The Camp, although so redolent of Gitanes and High Mass at Nȏtre Dame, was in some strange way about me. It suggested that I was part of a cultural continuum that transcended national boundaries, which somehow encompassed Celtic, Anglo-Saxon, Germanic, and Latin; Classicism, Christianity, and humanism; conservatism as well as liberalism.

There is something about the sea that makes it a useful metaphor for change—a combination of its constant movement, its exhilarating ozone, its swift mutability, its vastness and mystery. Depending on what shore one stands on, the sea is a road or rampart, highway to freedom or gateway for invaders, origin of life or cause of death—or all of these things at once.

Nineteenth-Dynasty Egyptians fearing another descent by the Sea Peoples, or Lindisfarne monks glimpsing at longships, understandably had less agreeable ideas of Ocean than Portugal’s Henry the Navigator, England’s Walter Raleigh, or all those other swaggering Europeans from the Age of Discovery. But always, to look out to sea is to invite introspection, consider possibilities.

One numinous day in 1972, a forty-something French novelist named Jean Raspail looked out over the Mediterranean from Vallauris, west of Antibes. He was privately-educated and widely-travelled, the winner of the Académie Française’s Jean Walter Prize for empathetic writings about the unlucky native peoples of South America, a traditionalist Catholic acutely aware of his country’s position in the world. He had seen pulsating poverty around the globe, knew the realities of overpopulation and ethnic conflict, and now he had a revelatory vision of his prosperous Provence suddenly so engulfed. “And what if they came?” he asked himself. “And what if they came?”

He records that The Camp of the Saints almost wrote itself, with him starting to write each morning without quite knowing where the story would have taken him by evening.
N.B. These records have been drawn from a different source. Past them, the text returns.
use super::{Number, Signed, UnsignedDecimal};
use anyhow::{anyhow, Result};
use std::cmp::Ordering;

// Intentionally keeping operations pegged to Number.
//
// The whole point of the newtype wrappers is to ensure the mathematical
// operations we perform are logical. Providing a general purpose `checked_mul`
// that multiplies two collaterals together would defeat the whole purpose of
// the exercise.
//
// Addition and subtraction, however, can be added. All our numeric newtypes
// can be added and subtracted sanely.

impl<T: UnsignedDecimal> Signed<T> {
    /// Addition that checks for integer overflow.
    pub fn checked_add(self, rhs: Self) -> Result<Self> {
        Ok(match (self.is_negative(), rhs.is_negative()) {
            (false, false) => Self::new_positive(self.value().checked_add(rhs.value())?),
            (true, true) => Self::new_negative(self.value().checked_add(rhs.value())?),
            (false, true) => {
                if self.value() >= rhs.value() {
                    Self::new_positive(self.value().checked_sub(rhs.value())?)
                } else {
                    Self::new_negative(rhs.value().checked_sub(self.value())?)
                }
            }
            (true, false) => {
                if self.value() >= rhs.value() {
                    Self::new_negative(self.value().checked_sub(rhs.value())?)
                } else {
                    Self::new_positive(rhs.value().checked_sub(self.value())?)
                }
            }
        })
    }

    /// Subtraction that checks for underflow
    pub fn checked_sub(self, rhs: Self) -> Result<Self> {
        self.checked_add(-rhs)
    }
}

impl Number {
    /// Multiplication that checks for integer overflow
    pub fn checked_mul(self, rhs: Self) -> Result<Self> {
        match self.value().checked_mul(rhs.value()).ok() {
            None => Err(anyhow!(
                "Overflow while multiplying {} and {}",
                self.value(),
                rhs.value()
            )),
            Some(value) => Ok(if self.is_negative() == rhs.is_negative() {
                Signed::new_positive(value)
            } else {
                Signed::new_negative(value)
            }),
        }
    }

    /// Division that checks for underflow and divide-by-zero.
    pub fn checked_div(self, rhs: Self) -> Result<Self> {
        if rhs.is_zero() {
            Err(anyhow!("Cannot divide with zero"))
        } else {
            match self.value().checked_div(rhs.value()).ok() {
                None => Err(anyhow!(
                    "Overflow while dividing {} by {}",
                    self.value(),
                    rhs.value()
                )),
                Some(value) => Ok(if self.is_negative() == rhs.is_negative() {
                    Signed::new_positive(value)
                } else {
                    Signed::new_negative(value)
                }),
            }
        }
    }

    /// equality check with allowance for precision diff
    pub fn approx_eq(self, other: Number) -> bool {
        (self - other).abs() < Self::EPS_E7
    }

    /// equality check with a caller-provided epsilon
    pub fn approx_eq_eps(self, other: Number, eps: Number) -> bool {
        (self - other).abs() < eps
    }
}

impl std::ops::Mul for Number {
    type Output = Self;

    fn mul(self, rhs: Self) -> Self {
        self.checked_mul(rhs).unwrap()
    }
}

impl std::ops::Mul<u64> for Number {
    type Output = Self;

    fn mul(self, rhs: u64) -> Self {
        self.checked_mul(rhs.into()).unwrap()
    }
}

impl std::ops::Div<u64> for Number {
    type Output = Self;

    fn div(self, rhs: u64) -> Self {
        self.checked_div(rhs.into()).unwrap()
    }
}

impl std::ops::Div for Number {
    type Output = Self;

    fn div(self, rhs: Self) -> Self {
        self.checked_div(rhs).unwrap()
    }
}

impl<T: UnsignedDecimal> std::ops::Add for Signed<T> {
    type Output = Self;

    fn add(self, rhs: Self) -> Self {
        self.checked_add(rhs).unwrap()
    }
}

impl<T: UnsignedDecimal> std::ops::AddAssign for Signed<T> {
    fn add_assign(&mut self, rhs: Self) {
        *self = *self + rhs;
    }
}

impl<T: UnsignedDecimal> std::ops::Sub for Signed<T> {
    type Output = Self;

    fn sub(self, rhs: Self) -> Self {
        self.checked_sub(rhs).unwrap()
    }
}

impl<T: UnsignedDecimal> std::ops::SubAssign for Signed<T> {
    fn sub_assign(&mut self, rhs: Self) {
        *self += -rhs;
    }
}

impl<T: UnsignedDecimal> std::cmp::PartialOrd for Signed<T> {
    fn partial_cmp(&self, other: &Self) -> Option<Ordering> {
        Some(self.cmp(other))
    }
}

impl<T: UnsignedDecimal> std::cmp::Ord for Signed<T> {
    fn cmp(&self, other: &Self) -> Ordering {
        match (self.is_positive_or_zero(), other.is_positive_or_zero()) {
            (true, true) => self.value().cmp(&other.value()),
            (false, false) => other.value().cmp(&self.value()),
            (true, false) => Ordering::Greater,
            (false, true) => Ordering::Less,
        }
    }
}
There was certainly no shortage of source-material, now that Situationists and Soixante-huitards were the mainstream, and all of European civilization—under ideological attack. “The Wretched of the Earth” had been co-opted as auxiliaries by Marxists and as potential consumers by capitalists; the colonies were being abandoned; Catholicism was in freefall; and traditions had become trammels. Judging from permitted public discourse, everyone—from bishops, politicians and academics to actresses—was united in embracing an idea of “France” as outmoded and morally reprehensible. France needed to atone, according to this new narrative, for empire and exploitations, to reinvent herself for a post-national age, effectively commit suicide in order to save her soul.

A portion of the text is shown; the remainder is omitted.